Records to process: Begin

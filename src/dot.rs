//! DOT (Graphviz) output for diagnostics.
//!
//! Two kinds of graphs can be rendered:
//!
//! - method summaries ([`BitGraph::to_dot`]): parameter bits at the bottom, return bits at
//!   the top and cut anchors in between;
//! - leakage rule graphs ([`LeakageCalculation::to_dot`]): the bits between the output anchor
//!   and the input anchor of an attacker level, with the witness cut highlighted.
//!
//! Rendering is lazy: analysis code hands a closure to a [`GraphSink`], and only sinks that
//! actually store graphs call it.
//!
//! # Examples
//!
//! ```no_run
//! use qif_rs::dot::{DotDirSink, GraphSink};
//!
//! let mut sink = DotDirSink::new("graphs").unwrap();
//! sink.emit("hello", &|| Ok("digraph { a -> b; }\n".to_string())).unwrap();
//! // Render with: dot -Tsvg graphs/hello.dot -o hello.svg
//! ```

use std::collections::BTreeSet;
use std::fmt::Write as _;
use std::fs;
use std::path::{Path, PathBuf};

use log::debug;

use crate::bit::Bit;
use crate::error::{self, Error};
use crate::handler::{BitGraph, SummaryNode};
use crate::leakage::{LeakageCalculation, RuleNode};

/// Configuration options for DOT output generation.
///
/// ```
/// use qif_rs::dot::DotConfig;
///
/// let config = DotConfig {
///     cut_color: "blue",
///     ..DotConfig::default()
/// };
/// assert_eq!(config.bit_shape, "circle");
/// ```
#[derive(Debug, Clone)]
pub struct DotConfig {
    /// Shape for ordinary bits and summary anchors (default: "circle")
    pub bit_shape: &'static str,
    /// Shape for parameter and secret input bits (default: "square")
    pub input_shape: &'static str,
    /// Shape for return bits and the anchors of rule graphs (default: "rect")
    pub anchor_shape: &'static str,
    /// Style for control dependency edges (default: "dashed")
    pub control_edge_style: &'static str,
    /// Fill color of cut bits (default: "salmon")
    pub cut_color: &'static str,
}

impl Default for DotConfig {
    fn default() -> Self {
        Self {
            bit_shape: "circle",
            input_shape: "square",
            anchor_shape: "rect",
            control_edge_style: "dashed",
            cut_color: "salmon",
        }
    }
}

impl BitGraph {
    /// Converts the summary to DOT format.
    pub fn to_dot(&self) -> Result<String, std::fmt::Error> {
        self.to_dot_with_config(&DotConfig::default())
    }

    pub fn to_dot_with_config(&self, config: &DotConfig) -> Result<String, std::fmt::Error> {
        let mut dot = String::new();
        writeln!(dot, "digraph \"{}\" {{", self.name())?;
        writeln!(dot, "node [shape={}];", config.bit_shape)?;

        writeln!(dot, "{{ rank=sink")?;
        for (i, node) in self.nodes().iter().enumerate() {
            if let SummaryNode::Param(p) = node {
                writeln!(dot, "n{} [shape={}, label=\"{}\"];", i, config.input_shape, p)?;
            }
        }
        writeln!(dot, "}}")?;

        for (i, node) in self.nodes().iter().enumerate() {
            if let SummaryNode::Anchor(_) = node {
                writeln!(dot, "n{} [label=\"c{}\"];", i, i)?;
            }
        }

        writeln!(dot, "{{ rank=source")?;
        for (k, &i) in self.returns().iter().enumerate() {
            if let SummaryNode::Return { tag, .. } = &self.nodes()[i] {
                writeln!(dot, "n{} [shape={}, label=\"r[{}] {}\"];", i, config.anchor_shape, k + 1, tag)?;
            }
        }
        writeln!(dot, "}}")?;

        for (i, node) in self.nodes().iter().enumerate() {
            match node {
                SummaryNode::Param(_) => {}
                SummaryNode::Anchor(deps) | SummaryNode::Return { deps, .. } => {
                    for d in deps {
                        writeln!(dot, "n{} -> n{};", i, d)?;
                    }
                }
            }
        }

        writeln!(dot, "}}")?;
        Ok(dot)
    }
}

impl LeakageCalculation<'_> {
    /// Converts the rule graph to DOT format, filling the `witness` bits.
    pub fn to_dot(&self, witness: &[Bit]) -> Result<String, std::fmt::Error> {
        self.to_dot_with_config(witness, &DotConfig::default())
    }

    pub fn to_dot_with_config(&self, witness: &[Bit], config: &DotConfig) -> Result<String, std::fmt::Error> {
        let witness: BTreeSet<Bit> = witness.iter().copied().collect();
        let nodes = self.nodes();
        let id = |n: RuleNode| match n {
            RuleNode::Bit(bit) => format!("b{}", bit.id()),
            RuleNode::InputAnchor(_) => "input".to_string(),
            RuleNode::OutputAnchor(_) => "output".to_string(),
        };

        let mut dot = String::new();
        writeln!(dot, "digraph \"leakage_{}\" {{", self.level())?;
        writeln!(dot, "node [shape={}];", config.bit_shape)?;

        writeln!(dot, "{{ rank=source")?;
        writeln!(dot, "{} [shape={}, label=\"{}\"];", id(self.source()), config.anchor_shape, self.source())?;
        writeln!(dot, "}}")?;
        writeln!(dot, "{{ rank=sink")?;
        writeln!(dot, "{} [shape={}, label=\"{}\"];", id(self.sink()), config.anchor_shape, self.sink())?;
        writeln!(dot, "}}")?;

        for &node in &nodes {
            let RuleNode::Bit(bit) = node else {
                continue;
            };
            let is_input = self.dependencies(node).contains(&self.sink());
            let shape = if is_input { config.input_shape } else { config.bit_shape };
            if witness.contains(&bit) {
                writeln!(
                    dot,
                    "{} [shape={}, label=\"{}\", style=filled, fillcolor={}];",
                    id(node),
                    shape,
                    bit,
                    config.cut_color
                )?;
            } else {
                writeln!(dot, "{} [shape={}, label=\"{}\"];", id(node), shape, bit)?;
            }
        }

        for &node in &nodes {
            let data: BTreeSet<RuleNode> = match node {
                RuleNode::Bit(bit) => self.data_dependencies(bit).map(RuleNode::Bit).collect(),
                _ => BTreeSet::new(),
            };
            for dep in self.dependencies(node) {
                let is_control = matches!(node, RuleNode::Bit(_)) && dep != self.sink() && !data.contains(&dep);
                if is_control {
                    writeln!(dot, "{} -> {} [style={}];", id(node), id(dep), config.control_edge_style)?;
                } else {
                    writeln!(dot, "{} -> {};", id(node), id(dep))?;
                }
            }
        }

        writeln!(dot, "}}")?;
        Ok(dot)
    }
}

/// Receiver of named diagnostic graphs.
pub trait GraphSink {
    /// Offers the graph `name`; `render` produces its DOT text.
    fn emit(&mut self, name: &str, render: &dyn Fn() -> Result<String, std::fmt::Error>) -> error::Result<()>;
}

/// Discards every graph without rendering it.
#[derive(Debug, Default, Copy, Clone)]
pub struct NullSink;

impl GraphSink for NullSink {
    fn emit(&mut self, _name: &str, _render: &dyn Fn() -> Result<String, std::fmt::Error>) -> error::Result<()> {
        Ok(())
    }
}

/// Writes every graph to `<dir>/<name>.dot`.
#[derive(Debug, Clone)]
pub struct DotDirSink {
    dir: PathBuf,
}

impl DotDirSink {
    /// Creates the directory if needed.
    pub fn new(dir: impl AsRef<Path>) -> error::Result<Self> {
        let dir = dir.as_ref().to_path_buf();
        fs::create_dir_all(&dir)?;
        Ok(Self { dir })
    }

    pub fn dir(&self) -> &Path {
        &self.dir
    }

    fn path(&self, name: &str) -> PathBuf {
        let file: String = name
            .chars()
            .map(|c| if c.is_ascii_alphanumeric() || c == '_' || c == '-' { c } else { '_' })
            .collect();
        self.dir.join(format!("{}.dot", file))
    }
}

impl GraphSink for DotDirSink {
    fn emit(&mut self, name: &str, render: &dyn Fn() -> Result<String, std::fmt::Error>) -> error::Result<()> {
        let dot = render().map_err(|e| Error::Io(std::io::Error::other(e)))?;
        let path = self.path(name);
        debug!("writing {}", path.display());
        fs::write(&path, dot)?;
        Ok(())
    }
}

Records to process: End

> **Exercise details**
Copy exactly, with no other lines, the stretch of the material that begins at the line containing "if c.is_ascii_alphanumeric() ||" and ends at its last line.

> **Finished exercise**
            .map(|c| if c.is_ascii_alphanumeric() || c == '_' || c == '-' { c } else { '_' })
            .collect();
        self.dir.join(format!("{}.dot", file))
    }
}

impl GraphSink for DotDirSink {
    fn emit(&mut self, name: &str, render: &dyn Fn() -> Result<String, std::fmt::Error>) -> error::Result<()> {
        let dot = render().map_err(|e| Error::Io(std::io::Error::other(e)))?;
        let path = self.path(name);
        debug!("writing {}", path.display());
        fs::write(&path, dot)?;
        Ok(())
    }
}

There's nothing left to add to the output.